Your objective:
Scan the entries for lines with the word "results", then copy those lines.
___ Records for this exercise
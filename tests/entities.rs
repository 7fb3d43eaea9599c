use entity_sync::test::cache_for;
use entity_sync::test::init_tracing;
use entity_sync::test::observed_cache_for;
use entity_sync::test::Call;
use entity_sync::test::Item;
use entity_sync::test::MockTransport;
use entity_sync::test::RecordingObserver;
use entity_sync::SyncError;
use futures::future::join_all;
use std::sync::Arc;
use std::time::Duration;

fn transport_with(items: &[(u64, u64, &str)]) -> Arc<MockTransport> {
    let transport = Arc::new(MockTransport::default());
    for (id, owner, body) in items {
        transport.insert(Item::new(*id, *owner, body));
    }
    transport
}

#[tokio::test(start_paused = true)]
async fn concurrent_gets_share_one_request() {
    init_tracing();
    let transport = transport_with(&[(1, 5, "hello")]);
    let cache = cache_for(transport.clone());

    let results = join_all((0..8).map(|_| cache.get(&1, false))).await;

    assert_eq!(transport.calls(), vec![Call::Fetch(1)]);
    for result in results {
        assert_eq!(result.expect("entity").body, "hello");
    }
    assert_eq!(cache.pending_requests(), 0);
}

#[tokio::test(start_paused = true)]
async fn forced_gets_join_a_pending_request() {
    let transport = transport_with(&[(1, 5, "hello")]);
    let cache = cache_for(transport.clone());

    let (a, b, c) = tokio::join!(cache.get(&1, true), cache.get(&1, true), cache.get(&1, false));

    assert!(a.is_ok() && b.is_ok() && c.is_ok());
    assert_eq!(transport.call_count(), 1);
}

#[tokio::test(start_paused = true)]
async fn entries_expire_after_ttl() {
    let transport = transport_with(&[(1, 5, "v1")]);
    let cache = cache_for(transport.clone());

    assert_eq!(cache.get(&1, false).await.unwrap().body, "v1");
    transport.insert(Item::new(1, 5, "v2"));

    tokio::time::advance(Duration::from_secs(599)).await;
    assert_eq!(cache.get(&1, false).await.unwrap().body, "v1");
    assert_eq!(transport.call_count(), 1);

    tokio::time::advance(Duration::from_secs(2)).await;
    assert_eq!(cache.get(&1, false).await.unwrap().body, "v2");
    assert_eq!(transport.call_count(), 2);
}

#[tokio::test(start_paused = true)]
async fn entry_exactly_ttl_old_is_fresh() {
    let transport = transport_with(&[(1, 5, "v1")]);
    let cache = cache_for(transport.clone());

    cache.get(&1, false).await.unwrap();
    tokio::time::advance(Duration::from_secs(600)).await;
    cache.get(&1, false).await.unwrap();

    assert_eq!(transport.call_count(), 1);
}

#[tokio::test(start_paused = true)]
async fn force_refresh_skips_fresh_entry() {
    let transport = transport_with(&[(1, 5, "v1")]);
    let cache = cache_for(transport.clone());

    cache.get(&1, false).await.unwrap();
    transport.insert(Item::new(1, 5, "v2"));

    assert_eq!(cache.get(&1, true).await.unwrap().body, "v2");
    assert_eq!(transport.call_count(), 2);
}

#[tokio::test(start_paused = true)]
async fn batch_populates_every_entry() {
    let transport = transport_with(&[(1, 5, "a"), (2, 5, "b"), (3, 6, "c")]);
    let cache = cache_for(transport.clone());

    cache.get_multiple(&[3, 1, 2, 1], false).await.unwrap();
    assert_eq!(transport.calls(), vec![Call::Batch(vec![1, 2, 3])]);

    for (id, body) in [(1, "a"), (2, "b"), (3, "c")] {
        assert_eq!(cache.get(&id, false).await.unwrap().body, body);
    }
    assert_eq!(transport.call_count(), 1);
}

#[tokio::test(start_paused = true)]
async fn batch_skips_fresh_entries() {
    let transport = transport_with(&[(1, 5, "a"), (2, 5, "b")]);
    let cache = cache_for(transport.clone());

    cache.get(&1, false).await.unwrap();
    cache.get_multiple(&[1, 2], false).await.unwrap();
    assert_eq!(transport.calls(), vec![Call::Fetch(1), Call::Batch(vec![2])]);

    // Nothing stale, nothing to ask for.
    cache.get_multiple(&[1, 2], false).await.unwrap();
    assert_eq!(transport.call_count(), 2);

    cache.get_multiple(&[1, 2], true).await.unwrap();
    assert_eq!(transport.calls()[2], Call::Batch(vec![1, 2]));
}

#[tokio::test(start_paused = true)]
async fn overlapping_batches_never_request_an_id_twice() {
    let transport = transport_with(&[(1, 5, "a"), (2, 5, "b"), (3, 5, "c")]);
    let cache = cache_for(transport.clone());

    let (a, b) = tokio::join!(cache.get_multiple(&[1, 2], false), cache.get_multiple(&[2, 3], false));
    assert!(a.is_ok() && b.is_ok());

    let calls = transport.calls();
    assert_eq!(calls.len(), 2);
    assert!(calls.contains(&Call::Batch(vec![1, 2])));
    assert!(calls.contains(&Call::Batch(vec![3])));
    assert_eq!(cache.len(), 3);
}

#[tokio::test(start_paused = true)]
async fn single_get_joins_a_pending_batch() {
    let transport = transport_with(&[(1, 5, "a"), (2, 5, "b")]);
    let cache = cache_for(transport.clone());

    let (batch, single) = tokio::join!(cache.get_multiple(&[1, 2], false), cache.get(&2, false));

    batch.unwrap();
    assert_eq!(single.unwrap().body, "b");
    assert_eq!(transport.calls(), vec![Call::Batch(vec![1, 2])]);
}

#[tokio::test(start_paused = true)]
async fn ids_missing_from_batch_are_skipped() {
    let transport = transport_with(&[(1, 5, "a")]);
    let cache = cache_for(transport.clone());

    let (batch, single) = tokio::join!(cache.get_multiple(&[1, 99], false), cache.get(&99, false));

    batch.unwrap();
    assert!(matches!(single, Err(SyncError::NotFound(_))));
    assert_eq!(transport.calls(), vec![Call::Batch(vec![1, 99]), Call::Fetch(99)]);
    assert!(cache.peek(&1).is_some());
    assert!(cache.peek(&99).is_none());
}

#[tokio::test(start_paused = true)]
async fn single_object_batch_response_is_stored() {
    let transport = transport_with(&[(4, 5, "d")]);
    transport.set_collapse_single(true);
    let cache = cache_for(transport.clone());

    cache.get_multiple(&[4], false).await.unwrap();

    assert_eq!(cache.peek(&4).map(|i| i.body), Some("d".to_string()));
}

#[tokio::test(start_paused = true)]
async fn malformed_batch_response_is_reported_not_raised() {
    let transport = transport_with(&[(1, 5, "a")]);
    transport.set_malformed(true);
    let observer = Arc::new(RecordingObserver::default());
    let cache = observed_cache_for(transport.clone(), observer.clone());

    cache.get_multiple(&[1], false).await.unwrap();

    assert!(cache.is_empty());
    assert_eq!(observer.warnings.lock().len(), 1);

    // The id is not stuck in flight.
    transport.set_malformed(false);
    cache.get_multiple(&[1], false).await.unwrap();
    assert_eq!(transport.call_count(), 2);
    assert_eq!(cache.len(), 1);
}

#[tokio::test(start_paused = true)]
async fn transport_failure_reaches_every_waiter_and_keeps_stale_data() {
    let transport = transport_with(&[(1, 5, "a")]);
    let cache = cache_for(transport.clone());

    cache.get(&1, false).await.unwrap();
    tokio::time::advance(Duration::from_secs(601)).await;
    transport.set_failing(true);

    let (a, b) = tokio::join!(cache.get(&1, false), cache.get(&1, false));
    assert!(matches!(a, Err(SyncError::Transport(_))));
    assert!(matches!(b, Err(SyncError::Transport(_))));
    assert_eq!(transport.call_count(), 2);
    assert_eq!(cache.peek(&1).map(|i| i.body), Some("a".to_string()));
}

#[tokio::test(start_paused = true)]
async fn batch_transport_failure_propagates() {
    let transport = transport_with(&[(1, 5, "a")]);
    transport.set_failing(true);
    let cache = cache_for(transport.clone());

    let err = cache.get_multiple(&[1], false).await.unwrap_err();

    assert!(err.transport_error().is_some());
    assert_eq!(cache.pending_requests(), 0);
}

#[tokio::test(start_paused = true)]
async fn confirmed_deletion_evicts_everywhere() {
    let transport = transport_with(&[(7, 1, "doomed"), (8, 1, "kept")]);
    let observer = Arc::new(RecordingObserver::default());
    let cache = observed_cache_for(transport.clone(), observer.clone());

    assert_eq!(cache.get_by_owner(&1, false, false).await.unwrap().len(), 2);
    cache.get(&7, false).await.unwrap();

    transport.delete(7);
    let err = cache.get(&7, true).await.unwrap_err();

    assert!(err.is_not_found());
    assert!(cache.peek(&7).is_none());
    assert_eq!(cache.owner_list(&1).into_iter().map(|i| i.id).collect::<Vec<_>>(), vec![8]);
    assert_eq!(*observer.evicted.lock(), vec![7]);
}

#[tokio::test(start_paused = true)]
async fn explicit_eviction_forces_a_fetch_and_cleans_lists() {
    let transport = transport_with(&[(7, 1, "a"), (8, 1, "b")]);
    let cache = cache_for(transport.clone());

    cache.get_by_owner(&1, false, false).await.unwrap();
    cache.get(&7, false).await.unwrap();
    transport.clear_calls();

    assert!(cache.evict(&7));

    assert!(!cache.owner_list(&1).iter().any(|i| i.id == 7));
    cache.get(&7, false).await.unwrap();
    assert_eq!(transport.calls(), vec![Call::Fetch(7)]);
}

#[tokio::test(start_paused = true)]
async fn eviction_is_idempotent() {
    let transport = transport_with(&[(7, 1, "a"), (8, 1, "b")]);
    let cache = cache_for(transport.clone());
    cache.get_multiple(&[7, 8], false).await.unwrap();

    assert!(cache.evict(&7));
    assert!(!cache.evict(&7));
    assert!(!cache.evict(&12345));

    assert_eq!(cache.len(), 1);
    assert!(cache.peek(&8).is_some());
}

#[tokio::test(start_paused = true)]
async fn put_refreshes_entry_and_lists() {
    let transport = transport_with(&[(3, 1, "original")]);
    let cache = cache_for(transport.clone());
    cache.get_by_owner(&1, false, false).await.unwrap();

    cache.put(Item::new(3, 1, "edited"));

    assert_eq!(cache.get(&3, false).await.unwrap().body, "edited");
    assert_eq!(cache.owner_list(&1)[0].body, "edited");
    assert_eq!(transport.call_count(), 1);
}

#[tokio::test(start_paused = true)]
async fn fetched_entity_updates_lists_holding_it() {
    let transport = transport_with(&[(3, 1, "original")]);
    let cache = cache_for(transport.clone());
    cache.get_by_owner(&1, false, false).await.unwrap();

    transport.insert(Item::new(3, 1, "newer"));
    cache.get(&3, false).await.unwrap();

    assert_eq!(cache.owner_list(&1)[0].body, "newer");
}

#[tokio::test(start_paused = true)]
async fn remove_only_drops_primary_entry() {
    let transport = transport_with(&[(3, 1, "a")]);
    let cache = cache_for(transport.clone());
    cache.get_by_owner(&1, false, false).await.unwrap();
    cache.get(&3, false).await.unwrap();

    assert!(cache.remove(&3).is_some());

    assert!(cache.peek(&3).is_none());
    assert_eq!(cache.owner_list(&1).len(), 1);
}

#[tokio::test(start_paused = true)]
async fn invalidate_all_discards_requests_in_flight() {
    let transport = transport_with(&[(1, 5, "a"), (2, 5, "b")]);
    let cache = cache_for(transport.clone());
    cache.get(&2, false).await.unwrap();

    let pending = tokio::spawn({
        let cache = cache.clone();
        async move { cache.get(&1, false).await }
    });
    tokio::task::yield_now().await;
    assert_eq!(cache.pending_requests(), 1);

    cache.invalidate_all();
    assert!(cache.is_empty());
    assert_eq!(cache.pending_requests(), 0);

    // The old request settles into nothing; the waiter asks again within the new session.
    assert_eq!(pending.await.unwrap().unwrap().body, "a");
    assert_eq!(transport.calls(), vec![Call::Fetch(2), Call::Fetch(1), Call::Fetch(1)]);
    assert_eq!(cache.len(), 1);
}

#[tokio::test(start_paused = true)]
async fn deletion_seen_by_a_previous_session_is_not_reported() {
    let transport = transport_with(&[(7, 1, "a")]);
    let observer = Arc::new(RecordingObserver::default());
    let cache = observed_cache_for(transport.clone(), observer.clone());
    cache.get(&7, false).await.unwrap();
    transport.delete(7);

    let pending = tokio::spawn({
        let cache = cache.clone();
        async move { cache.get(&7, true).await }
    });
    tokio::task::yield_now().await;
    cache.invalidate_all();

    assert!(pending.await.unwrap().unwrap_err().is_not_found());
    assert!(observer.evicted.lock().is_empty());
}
______
___ Records for this exercise
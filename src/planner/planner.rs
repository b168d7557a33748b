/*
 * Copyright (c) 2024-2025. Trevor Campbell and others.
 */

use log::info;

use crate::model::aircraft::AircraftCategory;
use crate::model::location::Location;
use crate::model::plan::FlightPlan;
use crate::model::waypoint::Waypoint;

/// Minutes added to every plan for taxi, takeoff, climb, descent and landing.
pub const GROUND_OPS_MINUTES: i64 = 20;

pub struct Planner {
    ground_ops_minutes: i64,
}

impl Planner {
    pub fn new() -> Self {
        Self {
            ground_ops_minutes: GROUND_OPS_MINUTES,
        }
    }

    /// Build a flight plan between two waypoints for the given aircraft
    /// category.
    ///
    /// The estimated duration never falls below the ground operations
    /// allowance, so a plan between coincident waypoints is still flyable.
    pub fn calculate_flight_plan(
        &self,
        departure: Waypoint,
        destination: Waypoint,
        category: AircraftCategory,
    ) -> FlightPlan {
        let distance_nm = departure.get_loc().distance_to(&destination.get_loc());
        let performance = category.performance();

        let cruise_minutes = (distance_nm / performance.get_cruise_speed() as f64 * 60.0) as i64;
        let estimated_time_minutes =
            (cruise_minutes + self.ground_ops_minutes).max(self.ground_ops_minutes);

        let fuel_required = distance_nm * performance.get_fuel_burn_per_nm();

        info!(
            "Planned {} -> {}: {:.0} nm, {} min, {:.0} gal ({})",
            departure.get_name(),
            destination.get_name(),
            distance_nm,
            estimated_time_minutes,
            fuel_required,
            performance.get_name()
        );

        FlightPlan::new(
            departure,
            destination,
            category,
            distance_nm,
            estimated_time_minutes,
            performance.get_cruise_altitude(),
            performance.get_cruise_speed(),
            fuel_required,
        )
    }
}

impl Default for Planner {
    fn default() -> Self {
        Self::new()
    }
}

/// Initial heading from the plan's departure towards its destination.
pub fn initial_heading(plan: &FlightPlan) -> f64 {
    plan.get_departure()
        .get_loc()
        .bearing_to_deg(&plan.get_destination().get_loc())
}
______
___ Records for this exercise
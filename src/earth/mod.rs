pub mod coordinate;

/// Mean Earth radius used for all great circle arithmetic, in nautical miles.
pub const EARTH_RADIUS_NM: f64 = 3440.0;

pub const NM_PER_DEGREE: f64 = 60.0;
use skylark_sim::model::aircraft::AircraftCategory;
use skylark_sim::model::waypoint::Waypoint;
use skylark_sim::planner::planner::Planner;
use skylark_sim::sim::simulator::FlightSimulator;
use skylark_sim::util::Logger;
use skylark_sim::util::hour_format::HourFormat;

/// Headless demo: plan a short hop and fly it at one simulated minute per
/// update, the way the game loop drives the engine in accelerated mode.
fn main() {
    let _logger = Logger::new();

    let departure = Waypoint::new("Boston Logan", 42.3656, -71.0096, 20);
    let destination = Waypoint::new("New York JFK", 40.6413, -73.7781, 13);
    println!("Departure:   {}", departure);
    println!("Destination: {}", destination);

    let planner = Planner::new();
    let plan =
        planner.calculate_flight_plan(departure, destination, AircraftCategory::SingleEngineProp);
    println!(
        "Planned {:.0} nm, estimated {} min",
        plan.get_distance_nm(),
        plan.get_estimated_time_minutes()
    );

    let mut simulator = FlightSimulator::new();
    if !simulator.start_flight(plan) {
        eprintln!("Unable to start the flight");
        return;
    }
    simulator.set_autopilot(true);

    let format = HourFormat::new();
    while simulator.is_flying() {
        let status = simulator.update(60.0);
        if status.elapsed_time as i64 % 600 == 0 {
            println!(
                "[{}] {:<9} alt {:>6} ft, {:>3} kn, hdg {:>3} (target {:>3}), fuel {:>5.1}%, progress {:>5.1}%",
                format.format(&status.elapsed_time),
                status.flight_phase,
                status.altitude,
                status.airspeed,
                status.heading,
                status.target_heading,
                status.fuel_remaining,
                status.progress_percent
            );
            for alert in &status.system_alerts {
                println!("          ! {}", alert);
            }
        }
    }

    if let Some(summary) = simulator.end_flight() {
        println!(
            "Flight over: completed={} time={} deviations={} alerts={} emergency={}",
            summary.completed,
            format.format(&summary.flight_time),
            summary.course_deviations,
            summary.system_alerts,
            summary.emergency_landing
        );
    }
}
______
Exercise output:
    let results = join_all((0..8).map(|_| cache.get(&1, false))).await;
    for result in results {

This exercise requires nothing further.